Matt Levine suggests that the key problem is accepting your own stock as collateral:
Now let’s add one more crypto element. If you are a crypto exchange, you might issue your own crypto token. FTX issues a token called FTT. The attributes of this token are, like, it entitles you to some discounts and stuff, but the main attribute is that FTX periodically uses a portion of its profits to buy back FTT tokens. This makes FTT kind of like stock in FTX: The higher FTX’s profits are, the higher the price of FTT will be. 8 It is not actually stock in FTX — in fact FTX is a company and has stock and venture capitalists bought it, etc. — but it is a lot like stock in FTX. FTT is a bet on FTX’s future profits.

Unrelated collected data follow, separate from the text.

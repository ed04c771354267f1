//! Crawlability, indexability and transport checks

use crate::checks::{
    ratio, AuditContext, Category, CategoryScore, Checker, CheckerReport, Effort, Evidence,
    Finding, Severity, MAX_EVIDENCE, NO_HTML_PAGES,
};
use async_trait::async_trait;

/// Response headers expected on the homepage
pub const SECURITY_HEADERS: &[&str] = &[
    "content-security-policy",
    "strict-transport-security",
    "x-frame-options",
    "x-content-type-options",
    "referrer-policy",
];

/// Redirect chains longer than this are flagged
const MAX_REDIRECT_HOPS: usize = 2;

pub struct TechnicalChecker;

#[async_trait]
impl Checker for TechnicalChecker {
    fn name(&self) -> &'static str {
        "technical"
    }

    fn category(&self) -> Category {
        Category::Technical
    }

    async fn evaluate(&self, ctx: &AuditContext) -> CheckerReport {
        let all = ctx.pages.len();
        let html_total = ctx.html_count();

        let error_pages: Vec<_> = ctx.pages.iter().filter(|p| p.is_failure()).collect();
        let missing_canonical = ctx.html_pages().filter(|(_, s)| s.canonical.is_none()).count();
        let long_redirects: Vec<_> = ctx
            .pages
            .iter()
            .filter(|p| !p.is_failure() && p.redirect_hops > MAX_REDIRECT_HOPS)
            .collect();
        let noindex = ctx.html_pages().filter(|(_, s)| s.is_noindex()).count();

        let missing_headers: Vec<&str> = match ctx.homepage() {
            Some(home) => SECURITY_HEADERS
                .iter()
                .copied()
                .filter(|h| home.header(h).is_none())
                .collect(),
            None => SECURITY_HEADERS.to_vec(),
        };

        let sitemap_ok = ctx.site_file_exists("/sitemap.xml").await
            || !ctx.robots.robots.sitemaps().is_empty();
        let robots_ok = ctx.robots.found;

        let mut score = 100.0;
        score -= 22.0 * ratio(error_pages.len(), all);
        score -= 16.0 * ratio(missing_canonical, html_total);
        score -= 14.0 * ratio(long_redirects.len(), html_total);
        score -= 18.0 * ratio(noindex, html_total);
        score -= (missing_headers.len() as f64 * 3.0).min(18.0);
        if !robots_ok {
            score -= 8.0;
        }
        if !sitemap_ok {
            score -= 8.0;
        }

        let start = ctx.scope.start().to_string();
        let mut findings = Vec::new();

        if html_total == 0 {
            findings.push(
                Finding::new(
                    Category::Technical,
                    Severity::High,
                    "No HTML pages crawled",
                    "The crawl did not collect any HTML document in scope.",
                )
                .impact("Most checks are blocked when no indexable HTML is collected.")
                .recommendation("Verify the start URL and rerun with a larger crawl budget.")
                .evidence([Evidence::new(start.clone(), NO_HTML_PAGES)])
                .effort(Effort::Low),
            );
        }

        if !error_pages.is_empty() {
            let status_4xx = error_pages
                .iter()
                .filter(|p| matches!(p.status_code, Some(400..=499)))
                .count();
            let status_5xx = error_pages
                .iter()
                .filter(|p| matches!(p.status_code, Some(500..=599)))
                .count();
            findings.push(
                Finding::new(
                    Category::Technical,
                    Severity::Critical,
                    "HTTP errors during crawl",
                    format!(
                        "{} of {} pages failed ({} with 4xx, {} with 5xx, {} without a response).",
                        error_pages.len(),
                        all,
                        status_4xx,
                        status_5xx,
                        error_pages.len() - status_4xx - status_5xx
                    ),
                )
                .impact("Error URLs waste crawl budget and suppress organic visibility.")
                .recommendation("Repair broken URLs and eliminate server-side failures on key templates first.")
                .evidence(error_pages.iter().take(MAX_EVIDENCE).map(|p| {
                    Evidence::new(p.url.clone(), p.error.clone().unwrap_or_else(|| p.state.to_string()))
                }))
                .effort(Effort::Medium),
            );
        }

        if noindex > 0 {
            let severity = if noindex > 2usize.max(html_total / 10) {
                Severity::Critical
            } else {
                Severity::High
            };
            findings.push(
                Finding::new(
                    Category::Technical,
                    severity,
                    "Noindex directives detected",
                    format!("{}/{} HTML pages include noindex directives.", noindex, html_total),
                )
                .impact("Important pages can be dropped from the index despite internal links.")
                .recommendation("Remove unintended noindex tags and X-Robots-Tag headers from pages meant to rank.")
                .evidence(ctx.sample("noindex", |s| s.is_noindex()))
                .effort(Effort::Low),
            );
        }

        if missing_canonical > 0 {
            findings.push(
                Finding::new(
                    Category::Technical,
                    Severity::Medium,
                    "Missing canonical tags",
                    format!("{}/{} HTML pages declare no canonical URL.", missing_canonical, html_total),
                )
                .impact("Duplicate URL variants compete with each other for ranking signals.")
                .recommendation("Add a self-referencing rel=canonical to every indexable page.")
                .evidence(ctx.sample("no rel=canonical", |s| s.canonical.is_none()))
                .effort(Effort::Low),
            );
        }

        if !long_redirects.is_empty() {
            findings.push(
                Finding::new(
                    Category::Technical,
                    Severity::Medium,
                    "Long redirect chains",
                    format!(
                        "{} pages were reached through more than {} redirects.",
                        long_redirects.len(),
                        MAX_REDIRECT_HOPS
                    ),
                )
                .impact("Every extra hop delays rendering and dilutes link equity.")
                .recommendation("Point internal links and redirects straight at the final URL.")
                .evidence(long_redirects.iter().map(|p| {
                    Evidence::new(p.url.clone(), format!("{} hops to {}", p.redirect_hops, p.final_url))
                }))
                .effort(Effort::Low),
            );
        }

        if !missing_headers.is_empty() {
            let severity = if missing_headers.len() >= 3 {
                Severity::High
            } else {
                Severity::Medium
            };
            let evidence_url = ctx.homepage().map(|p| p.final_url.clone()).unwrap_or_else(|| start.clone());
            findings.push(
                Finding::new(
                    Category::Technical,
                    severity,
                    "Missing security headers",
                    format!(
                        "Missing {}/{} security headers: {}.",
                        missing_headers.len(),
                        SECURITY_HEADERS.len(),
                        missing_headers.join(", ")
                    ),
                )
                .impact("Weakens trust signals and increases the security risk surface.")
                .recommendation("Set the missing headers at the edge or server and verify them on primary templates.")
                .evidence([Evidence::new(evidence_url, missing_headers.join(", "))])
                .effort(Effort::Medium),
            );
        }

        if !robots_ok {
            findings.push(
                Finding::new(
                    Category::Technical,
                    Severity::Medium,
                    "Missing robots.txt",
                    "No valid robots.txt was found.",
                )
                .impact("Crawler policy is ambiguous and difficult to manage.")
                .recommendation("Publish robots.txt with an allow/disallow policy and sitemap pointers.")
                .evidence([Evidence::new(ctx.robots.url.clone(), status_signal(ctx.robots.status))])
                .effort(Effort::Low),
            );
        }

        if !sitemap_ok {
            findings.push(
                Finding::new(
                    Category::Technical,
                    Severity::Medium,
                    "Missing sitemap.xml",
                    "No sitemap.xml was found and robots.txt declares none.",
                )
                .impact("Search engines discover deep URLs less reliably.")
                .recommendation("Generate and submit XML sitemaps listing canonical URLs only.")
                .evidence([Evidence::new(format!("{}/sitemap.xml", ctx.scope.origin()), "not found")])
                .effort(Effort::Low),
            );
        }

        if ctx.scope.start().scheme() != "https" {
            findings.push(
                Finding::new(
                    Category::Technical,
                    Severity::High,
                    "Site not served over HTTPS",
                    "The audited start URL uses plain HTTP.",
                )
                .impact("Browsers flag the site as not secure and rankings favour HTTPS pages.")
                .recommendation("Serve the site over HTTPS and redirect every HTTP URL to it.")
                .evidence([Evidence::new(start.clone(), "http scheme")])
                .effort(Effort::Medium),
            );
        }

        if let Some(reason) = ctx.stats.state.abort_reason() {
            findings.push(
                Finding::new(
                    Category::Technical,
                    Severity::Medium,
                    "Crawl stopped early",
                    format!(
                        "The crawl was aborted ({}) after {} pages; results are partial.",
                        reason, ctx.stats.pages_visited
                    ),
                )
                .impact("Issues on pages that were never fetched are not reported.")
                .recommendation("Resolve the failures above and rerun the audit.")
                .evidence([Evidence::new(start, reason.to_string())])
                .effort(Effort::Low),
            );
        }

        CheckerReport::scored(self, CategoryScore::measured(score), findings)
    }
}

fn status_signal(status: Option<u16>) -> String {
    match status {
        Some(code) => format!("HTTP {}", code),
        None => "unreachable".to_string(),
    }
}

#[cfg(test)]
mod tests {
    use super::*;
    use crate::checks::testing::*;
    use crate::robots::{ParsedRobots, RobotsFile};

    const GOOD_PAGE: &str = r#"<html><head><title>Home</title>
        <link rel="canonical" href="https://example.com/"></head><body>hi</body></html>"#;

    fn secure_home() -> crate::crawler::PageRecord {
        let mut page = html_page("/", GOOD_PAGE);
        for header in SECURITY_HEADERS {
            page.headers.insert(header.to_string(), "set".to_string());
        }
        page
    }

    fn robots_found() -> RobotsFile {
        RobotsFile {
            url: "https://example.com/robots.txt".to_string(),
            found: true,
            status: Some(200),
            robots: ParsedRobots::from_content("User-agent: *\nDisallow:"),
        }
    }

    fn finding<'a>(report: &'a CheckerReport, title: &str) -> Option<&'a Finding> {
        report.findings.iter().find(|f| f.title == title)
    }

    #[tokio::test]
    async fn test_healthy_site_scores_full() {
        let site = StaticSite::default().with("https://example.com/sitemap.xml", 200, "<urlset/>");
        let ctx = context_with(vec![secure_home()], robots_found(), site);
        let report = TechnicalChecker.evaluate(&ctx).await;
        assert_eq!(report.score, Some(CategoryScore::measured(100.0)));
        assert!(report.findings.is_empty(), "{:?}", report.findings);
    }

    #[tokio::test]
    async fn test_error_pages_penalized() {
        let ctx = context_with(
            vec![secure_home(), failed_page("/a", 500), failed_page("/b", 404), html_page("/c", GOOD_PAGE)],
            robots_found(),
            StaticSite::default().with("https://example.com/sitemap.xml", 200, "<urlset/>"),
        );
        let report = TechnicalChecker.evaluate(&ctx).await;

        // 22 * 2/4 = 11
        assert_eq!(report.score.as_ref().unwrap().value(), Some(89.0));
        let errors = finding(&report, "HTTP errors during crawl").unwrap();
        assert_eq!(errors.severity, Severity::Critical);
        assert!(errors.detail.contains("1 with 4xx, 1 with 5xx"));
        assert_eq!(errors.evidence.len(), 2);
    }

    #[tokio::test]
    async fn test_missing_site_files_and_headers() {
        let ctx = context(vec![html_page("/", GOOD_PAGE)]);
        let report = TechnicalChecker.evaluate(&ctx).await;

        // 15 (five headers) + 8 (robots) + 8 (sitemap)
        assert_eq!(report.score.as_ref().unwrap().value(), Some(69.0));
        assert!(finding(&report, "Missing robots.txt").is_some());
        assert!(finding(&report, "Missing sitemap.xml").is_some());
        assert_eq!(
            finding(&report, "Missing security headers").unwrap().severity,
            Severity::High
        );
    }

    #[tokio::test]
    async fn test_noindex_and_canonical() {
        let noindex = html_page(
            "/hidden",
            r#"<html><head><meta name="robots" content="noindex"></head></html>"#,
        );
        let ctx = context_with(
            vec![secure_home(), noindex],
            robots_found(),
            StaticSite::default().with("https://example.com/sitemap.xml", 200, ""),
        );
        let report = TechnicalChecker.evaluate(&ctx).await;

        // 16 * 1/2 + 18 * 1/2
        assert_eq!(report.score.as_ref().unwrap().value(), Some(83.0));
        assert_eq!(finding(&report, "Noindex directives detected").unwrap().severity, Severity::High);
        assert_eq!(
            finding(&report, "Missing canonical tags").unwrap().evidence[0].url,
            "https://example.com/hidden"
        );
    }

    #[tokio::test]
    async fn test_no_html_pages_still_measured() {
        let ctx = context(vec![failed_page("/", 503)]);
        let report = TechnicalChecker.evaluate(&ctx).await;
        assert!(report.score.as_ref().unwrap().is_measured());
        assert!(finding(&report, "No HTML pages crawled").is_some());
    }
}
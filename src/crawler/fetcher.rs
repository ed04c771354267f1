//! HTTP fetcher implementation
//!
//! This module handles all HTTP requests issued during an audit:
//! - Building the HTTP client with the crawler's user agent
//! - One logical GET per URL, following redirects manually
//! - Re-checking every redirect hop against the target guard
//! - Classifying failures into `FetchError` kinds
//!
//! 4xx/5xx responses are returned as successful fetches; deciding whether
//! they count as failures is up to the caller.

use crate::config::AuditOptions;
use crate::state::PageState;
use crate::url::{normalize_parsed, GuardError, TargetGuard};
use async_trait::async_trait;
use reqwest::header::{HeaderMap, LOCATION};
use reqwest::{redirect::Policy, Client};
use std::collections::BTreeMap;
use std::time::{Duration, Instant};
use thiserror::Error;
use url::Url;

/// Bodies larger than this are truncated
const MAX_BODY_BYTES: usize = 5 * 1024 * 1024;

/// Failure of a logical fetch
#[derive(Debug, Clone, Error, PartialEq, Eq)]
pub enum FetchError {
    #[error("Request timeout for {url}")]
    Timeout { url: String },

    #[error("Connection failed for {url}: {message}")]
    Connect { url: String, message: String },

    #[error("Unsafe target {url}: {reason}")]
    UnsafeTarget { url: String, reason: String },

    #[error("Too many redirects from {url} (limit {limit})")]
    TooManyRedirects { url: String, limit: usize },

    #[error("Invalid redirect from {url}: {message}")]
    InvalidRedirect { url: String, message: String },

    #[error("Failed to read body of {url}: {message}")]
    Body { url: String, message: String },

    #[error("HTTP error for {url}: {message}")]
    Http { url: String, message: String },
}

impl FetchError {
    /// The page state recorded for this failure
    pub fn page_state(&self) -> PageState {
        match self {
            Self::Timeout { .. } => PageState::Timeout,
            Self::Connect { .. } => PageState::Unreachable,
            Self::UnsafeTarget { .. } => PageState::UnsafeTarget,
            Self::TooManyRedirects { .. } | Self::InvalidRedirect { .. } => {
                PageState::RedirectLimit
            }
            Self::Body { .. } | Self::Http { .. } => PageState::Failed,
        }
    }

    /// Whether retrying the same request may succeed
    pub fn is_transient(&self) -> bool {
        matches!(self, Self::Timeout { .. } | Self::Connect { .. })
    }
}

/// A completed HTTP response
#[derive(Debug, Clone)]
pub struct PageFetch {
    /// HTTP status code of the final response
    pub status: u16,

    /// URL of the final response after redirects
    pub final_url: Url,

    /// Response headers, names lowercased, repeated values joined with ", "
    pub headers: BTreeMap<String, String>,

    pub body: Vec<u8>,

    /// Number of redirects followed
    pub redirect_hops: usize,

    /// Time from the first request to the end of the body
    pub elapsed: Duration,
}

impl PageFetch {
    pub fn header(&self, name: &str) -> Option<&str> {
        self.headers.get(&name.to_ascii_lowercase()).map(String::as_str)
    }

    pub fn content_type(&self) -> Option<&str> {
        self.header("content-type")
    }

    /// True for 1xx-3xx final responses
    pub fn is_success(&self) -> bool {
        self.status < 400
    }

    /// Body decoded lossily as text
    pub fn text(&self) -> String {
        String::from_utf8_lossy(&self.body).into_owned()
    }
}

/// Retrieves one URL
///
/// Implementations must re-validate every hop they follow.
#[async_trait]
pub trait Fetcher: Send + Sync {
    async fn fetch(&self, url: &Url) -> Result<PageFetch, FetchError>;
}

/// Builds an HTTP client with proper configuration
///
/// Redirects are disabled so that [`HttpFetcher`] can check each hop.
pub fn build_http_client(options: &AuditOptions) -> Result<Client, reqwest::Error> {
    Client::builder()
        .user_agent(options.user_agent.header_value())
        .timeout(options.timeout())
        .connect_timeout(options.timeout().min(Duration::from_secs(10)))
        .redirect(Policy::none()) // Handle redirects manually
        .gzip(true)
        .brotli(true)
        .build()
}

/// `reqwest`-backed fetcher
#[derive(Debug, Clone)]
pub struct HttpFetcher {
    client: Client,
    guard: TargetGuard,
    max_redirects: usize,
    timeout: Duration,
}

impl HttpFetcher {
    pub fn new(options: &AuditOptions, guard: TargetGuard) -> Result<Self, reqwest::Error> {
        Ok(Self {
            client: build_http_client(options)?,
            guard,
            max_redirects: options.max_redirects,
            timeout: options.timeout(),
        })
    }

    async fn fetch_following_redirects(&self, url: &Url) -> Result<PageFetch, FetchError> {
        let started = Instant::now();
        let mut current = url.clone();
        let mut hops = 0;

        loop {
            self.guard
                .check(&current)
                .await
                .map_err(|e| guard_failure(e, &current))?;

            let mut response = self
                .client
                .get(current.clone())
                .send()
                .await
                .map_err(|e| classify_error(&e, &current))?;

            let status = response.status();
            if status.is_redirection() {
                if let Some(location) = response.headers().get(LOCATION) {
                    if hops >= self.max_redirects {
                        return Err(FetchError::TooManyRedirects {
                            url: url.to_string(),
                            limit: self.max_redirects,
                        });
                    }

                    current = next_hop(&current, location.to_str().ok())?;
                    hops += 1;
                    tracing::trace!("Redirect hop {} -> {}", hops, current);
                    continue;
                }
            }

            let headers = collect_headers(response.headers());
            let mut body = Vec::new();
            while let Some(chunk) = response
                .chunk()
                .await
                .map_err(|e| classify_body_error(&e, &current))?
            {
                let room = MAX_BODY_BYTES.saturating_sub(body.len());
                body.extend_from_slice(&chunk[..chunk.len().min(room)]);
                if body.len() >= MAX_BODY_BYTES {
                    tracing::debug!("Truncated body of {} at {} bytes", current, MAX_BODY_BYTES);
                    break;
                }
            }

            return Ok(PageFetch {
                status: status.as_u16(),
                final_url: current,
                headers,
                body,
                redirect_hops: hops,
                elapsed: started.elapsed(),
            });
        }
    }
}

#[async_trait]
impl Fetcher for HttpFetcher {
    async fn fetch(&self, url: &Url) -> Result<PageFetch, FetchError> {
        // The client timeout applies per hop; this bounds the whole chain
        let budget = self.timeout * (self.max_redirects as u32 + 1);
        match tokio::time::timeout(budget, self.fetch_following_redirects(url)).await {
            Ok(result) => result,
            Err(_) => Err(FetchError::Timeout {
                url: url.to_string(),
            }),
        }
    }
}

/// Resolves a Location header against the current URL
fn next_hop(current: &Url, location: Option<&str>) -> Result<Url, FetchError> {
    let invalid = |message: String| FetchError::InvalidRedirect {
        url: current.to_string(),
        message,
    };

    let location = location
        .map(str::trim)
        .filter(|l| !l.is_empty())
        .ok_or_else(|| invalid("missing or unreadable Location header".to_string()))?;

    let next = current
        .join(location)
        .map_err(|e| invalid(format!("{}: {}", location, e)))?;

    normalize_parsed(next).map_err(|e| invalid(e.to_string()))
}

fn collect_headers(headers: &HeaderMap) -> BTreeMap<String, String> {
    let mut collected: BTreeMap<String, String> = BTreeMap::new();
    for (name, value) in headers {
        let value = String::from_utf8_lossy(value.as_bytes()).trim().to_string();
        collected
            .entry(name.as_str().to_ascii_lowercase())
            .and_modify(|existing| {
                existing.push_str(", ");
                existing.push_str(&value);
            })
            .or_insert(value);
    }
    collected
}

/// Maps a guard rejection; unresolvable hosts are connection failures
fn guard_failure(err: GuardError, url: &Url) -> FetchError {
    match err {
        GuardError::Unresolved { reason, .. } => FetchError::Connect {
            url: url.to_string(),
            message: reason,
        },
        GuardError::Unsafe(e) => FetchError::UnsafeTarget {
            url: url.to_string(),
            reason: e.to_string(),
        },
    }
}

/// Classifies a request error
fn classify_error(err: &reqwest::Error, url: &Url) -> FetchError {
    if err.is_timeout() {
        FetchError::Timeout {
            url: url.to_string(),
        }
    } else if err.is_connect() {
        FetchError::Connect {
            url: url.to_string(),
            message: err.to_string(),
        }
    } else {
        FetchError::Http {
            url: url.to_string(),
            message: err.to_string(),
        }
    }
}

fn classify_body_error(err: &reqwest::Error, url: &Url) -> FetchError {
    if err.is_timeout() {
        FetchError::Timeout {
            url: url.to_string(),
        }
    } else {
        FetchError::Body {
            url: url.to_string(),
            message: err.to_string(),
        }
    }
}

#[cfg(test)]
mod tests {
    use super::*;

    fn url(s: &str) -> Url {
        Url::parse(s).unwrap()
    }

    #[test]
    fn test_build_http_client() {
        let options = AuditOptions::default();
        assert!(build_http_client(&options).is_ok());
        assert!(HttpFetcher::new(&options, TargetGuard::default()).is_ok());
    }

    #[test]
    fn test_next_hop_relative() {
        let next = next_hop(&url("https://example.com/a/b"), Some("../c#x")).unwrap();
        assert_eq!(next.as_str(), "https://example.com/c");
    }

    #[test]
    fn test_next_hop_absolute() {
        let next = next_hop(&url("https://example.com/"), Some("https://www.example.com/")).unwrap();
        assert_eq!(next.as_str(), "https://www.example.com/");
    }

    #[test]
    fn test_next_hop_rejects_non_http() {
        let err = next_hop(&url("https://example.com/"), Some("ftp://example.com/file")).unwrap_err();
        assert!(matches!(err, FetchError::InvalidRedirect { .. }));
    }

    #[test]
    fn test_next_hop_missing_location() {
        let err = next_hop(&url("https://example.com/"), None).unwrap_err();
        assert!(matches!(err, FetchError::InvalidRedirect { .. }));
    }

    #[test]
    fn test_collect_headers_lowercases_and_joins() {
        let mut headers = HeaderMap::new();
        headers.insert("Content-Type", "text/html".parse().unwrap());
        headers.append("Set-Cookie", "a=1".parse().unwrap());
        headers.append("Set-Cookie", "b=2".parse().unwrap());

        let collected = collect_headers(&headers);
        assert_eq!(collected.get("content-type").unwrap(), "text/html");
        assert_eq!(collected.get("set-cookie").unwrap(), "a=1, b=2");
    }

    #[test]
    fn test_error_page_states() {
        let u = "https://example.com/".to_string();
        assert_eq!(
            FetchError::Timeout { url: u.clone() }.page_state(),
            PageState::Timeout
        );
        assert_eq!(
            FetchError::TooManyRedirects { url: u.clone(), limit: 3 }.page_state(),
            PageState::RedirectLimit
        );
        assert_eq!(
            FetchError::UnsafeTarget {
                url: u,
                reason: "loopback".to_string()
            }
            .page_state(),
            PageState::UnsafeTarget
        );
    }

    #[test]
    fn test_transient_errors() {
        let u = "https://example.com/".to_string();
        assert!(FetchError::Timeout { url: u.clone() }.is_transient());
        assert!(FetchError::Connect {
            url: u.clone(),
            message: "refused".to_string()
        }
        .is_transient());
        assert!(!FetchError::UnsafeTarget {
            url: u,
            reason: "private".to_string()
        }
        .is_transient());
    }

    #[tokio::test]
    async fn test_unresolvable_host_is_transient_connect_failure() {
        let fetcher = HttpFetcher::new(&AuditOptions::default(), TargetGuard::default()).unwrap();
        let err = fetcher
            .fetch(&url("https://no-such-host.invalid/"))
            .await
            .unwrap_err();

        assert!(matches!(err, FetchError::Connect { .. }), "{:?}", err);
        assert!(err.is_transient());
        assert_eq!(err.page_state(), PageState::Unreachable);
    }

    #[test]
    fn test_guard_rejection_stays_unsafe() {
        let err = guard_failure(
            GuardError::Unsafe(crate::ValidationError::UnsafeTarget {
                url: "http://10.0.0.1/".to_string(),
                reason: "non-public address 10.0.0.1".to_string(),
            }),
            &url("http://10.0.0.1/"),
        );
        assert_eq!(err.page_state(), PageState::UnsafeTarget);
        assert!(!err.is_transient());
    }

    #[test]
    fn test_page_fetch_helpers() {
        let mut headers = BTreeMap::new();
        headers.insert("content-type".to_string(), "text/html; charset=utf-8".to_string());
        let page = PageFetch {
            status: 404,
            final_url: url("https://example.com/missing"),
            headers,
            body: b"not found".to_vec(),
            redirect_hops: 0,
            elapsed: Duration::from_millis(12),
        };
        assert_eq!(page.content_type(), Some("text/html; charset=utf-8"));
        assert_eq!(page.header("Content-Type"), Some("text/html; charset=utf-8"));
        assert!(!page.is_success());
        assert_eq!(page.text(), "not found");
    }
}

But it is also a crypto token, which means that a customer can come to you and post $100 worth of FTT as collateral and borrow $50 worth of Bitcoin, or dollars, or whatever, against that collateral, just as they would with any other token. Or something; you might set the margin requirements higher or lower, letting customers borrow 25% or 50% or 95% of the value of their FTT token collateral.
If you think of the token as “more or less stock,” and you think of a crypto exchange as a securities broker-dealer, this is completely insane. If you go to an investment bank and say “lend me $1 billion, and I will post $2 billion of your stock as collateral,” you are messing with very dark magic and they will say no. 9 The problem with this is that it is wrong-way risk. (It is also, at least sometimes, illegal.) If people start to worry about the investment bank’s financial health, its stock will go down, which means that its collateral will be less valuable, which means that its financial health will get worse, which means that its stock will go down, etc. It is a death spiral. In general it should not be possible to bankrupt an investment bank by shorting its stock. If one of the bank’s main assets is its own stock — is a leveraged bet on its own stock — then it is easy to bankrupt it by shorting its stock.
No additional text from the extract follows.